[Items listed in a dataset]
//! Wire envelope and frame encoding.
//!
//! Requests travel as `[outer_command_kind, [event_name, payload]]`; replies come back as
//! `[event_name, payload]`. Some server paths send the payload as a JSON-encoded string,
//! which is decoded a second time here so callers always see structured data.

use serde::{Deserialize, Serialize};
use serde_json::Value;
use std::fmt;
use std::io::{self, Read};

use crate::error::{AqError, AqResult};

/// Size of the length header used by [`Framing::LengthPrefixed`].
pub const LENGTH_HEADER_BYTES: usize = 4;

/// How messages are delimited on the byte stream.
#[derive(Debug, Clone, Copy, Default, PartialEq, Eq, Serialize, Deserialize)]
#[serde(rename_all = "snake_case")]
pub enum Framing {
    /// One JSON document per write; a reply is whatever a single read returns.
    #[default]
    Raw,
    /// A u32 big-endian byte count precedes every JSON document.
    LengthPrefixed,
}

/// Outer command kind wrapping every request.
#[derive(Debug, Clone, Copy, PartialEq, Eq, Serialize, Deserialize)]
#[serde(rename_all = "snake_case")]
pub enum SocketCommand {
    /// Event-carrying message handled by the server's socket dispatcher.
    SocketMessage,
}

/// Event names understood by the device-control server.
#[allow(missing_docs)]
#[derive(Debug, Clone, Copy, PartialEq, Eq, Hash)]
pub enum Event {
    DeviceAction,
    GetDevice,
    GetDeviceLive,
    ClearDeviceRecordable,
    CreatePidControllers,
    PidControllersCreated,
    UpdatePidControllers,
    PidControllersUpdated,
    DeletePidControllers,
    PidControllersDeleted,
}

impl Event {
    /// Name carried on the wire.
    #[must_use]
    pub fn as_str(self) -> &'static str {
        match self {
            Event::DeviceAction => "device_action",
            Event::GetDevice => "get_device",
            Event::GetDeviceLive => "get_device_live",
            Event::ClearDeviceRecordable => "clear_device_recordable",
            Event::CreatePidControllers => "create_pid_controllers",
            Event::PidControllersCreated => "pid_controllers_created",
            Event::UpdatePidControllers => "update_pid_controllers",
            Event::PidControllersUpdated => "pid_controllers_updated",
            Event::DeletePidControllers => "delete_pid_controllers",
            Event::PidControllersDeleted => "pid_controllers_deleted",
        }
    }

    /// The event the server answers this request with.
    #[must_use]
    pub fn reply(self) -> Event {
        match self {
            // Recordable data is cleared through the device-action handler
            Event::ClearDeviceRecordable => Event::DeviceAction,
            Event::CreatePidControllers => Event::PidControllersCreated,
            Event::UpdatePidControllers => Event::PidControllersUpdated,
            Event::DeletePidControllers => Event::PidControllersDeleted,
            other => other,
        }
    }
}

impl fmt::Display for Event {
    fn fmt(&self, f: &mut fmt::Formatter<'_>) -> fmt::Result {
        f.write_str(self.as_str())
    }
}

/// A request ready for transmission.
#[derive(Debug, Clone, PartialEq)]
pub struct Message {
    event: Event,
    body: Vec<u8>,
}

impl Message {
    /// Wrap `payload` in the request envelope for `event`.
    pub fn new<P: Serialize + ?Sized>(event: Event, payload: &P) -> AqResult<Self> {
        let envelope = (SocketCommand::SocketMessage, (event.as_str(), payload));
        let body = serde_json::to_vec(&envelope)?;
        Ok(Self { event, body })
    }

    /// Event this request carries.
    #[must_use]
    pub fn event(&self) -> Event {
        self.event
    }

    /// Encoded JSON body, without framing.
    #[must_use]
    pub fn body(&self) -> &[u8] {
        &self.body
    }

    /// Body with framing applied.
    pub fn to_frame(&self, framing: Framing) -> AqResult<Vec<u8>> {
        encode_frame(&self.body, framing)
    }
}

/// A decoded `[event, payload]` reply.
#[derive(Debug, Clone, PartialEq)]
pub struct Reply {
    /// Event name reported by the server
    pub event: String,
    /// Structured payload
    pub payload: Value,
}

/// Length header for a body of `len` bytes.
pub fn frame_length(len: usize) -> AqResult<u32> {
    u32::try_from(len)
        .map_err(|_| AqError::Frame(format!("body of {len} bytes does not fit a length header")))
}

/// Apply `framing` to an encoded document.
pub fn encode_frame(body: &[u8], framing: Framing) -> AqResult<Vec<u8>> {
    match framing {
        Framing::Raw => Ok(body.to_vec()),
        Framing::LengthPrefixed => {
            let header = frame_length(body.len())?;
            let mut frame = Vec::with_capacity(LENGTH_HEADER_BYTES + body.len());
            frame.extend_from_slice(&header.to_be_bytes());
            frame.extend_from_slice(body);
            Ok(frame)
        }
    }
}

/// Read one frame from `reader`, never accepting more than `max_bytes` of body.
pub fn read_frame<R: Read + ?Sized>(
    reader: &mut R,
    framing: Framing,
    max_bytes: usize,
) -> AqResult<Vec<u8>> {
    match framing {
        Framing::Raw => {
            let mut buf = vec![0u8; max_bytes];
            let n = reader.read(&mut buf)?;
            if n == 0 {
                return Err(AqError::Frame("connection closed by server".to_string()));
            }
            buf.truncate(n);
            Ok(buf)
        }
        Framing::LengthPrefixed => {
            let mut header = [0u8; LENGTH_HEADER_BYTES];
            reader.read_exact(&mut header)?;
            let len = u32::from_be_bytes(header) as usize;
            if len > max_bytes {
                // Skip the body so the next header starts on a frame boundary
                io::copy(&mut Read::take(&mut *reader, len as u64), &mut io::sink())?;
                return Err(AqError::Frame(format!(
                    "frame of {len} bytes exceeds receive buffer of {max_bytes} bytes"
                )));
            }
            let mut body = vec![0u8; len];
            reader.read_exact(&mut body)?;
            Ok(body)
        }
    }
}

/// Discard whatever the peer has already sent, until a read times out.
///
/// Returns the number of bytes dropped. A closed connection ends the drain.
pub fn drain<R: Read + ?Sized>(reader: &mut R) -> io::Result<usize> {
    let mut buf = [0u8; 4096];
    let mut dropped = 0;
    loop {
        match reader.read(&mut buf) {
            Ok(0) => return Ok(dropped),
            Ok(n) => dropped += n,
            Err(e) if matches!(e.kind(), io::ErrorKind::WouldBlock | io::ErrorKind::TimedOut) => {
                return Ok(dropped)
            }
            Err(e) if e.kind() == io::ErrorKind::Interrupted => {}
            Err(e) => return Err(e),
        }
    }
}

/// Decode a reply document.
pub fn decode_reply(bytes: &[u8]) -> AqResult<Reply> {
    let (event, payload): (String, Value) = serde_json::from_slice(bytes)?;
    let payload = match payload {
        Value::String(inner) => serde_json::from_str(&inner)?,
        other => other,
    };
    Ok(Reply { event, payload })
}

/// Encode a reply document, as the server would. Used by [`MockLink`](super::mock::MockLink).
pub fn encode_reply(event: &str, payload: &Value) -> AqResult<Vec<u8>> {
    Ok(serde_json::to_vec(&(event, payload))?)
}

→ Exercise requirements: A line belongs in the answer if it contains the word "decoded"; copy every such line from the data above.

→ Output:
//! which is decoded a second time here so callers always see structured data.
/// A decoded `[event, payload]` reply.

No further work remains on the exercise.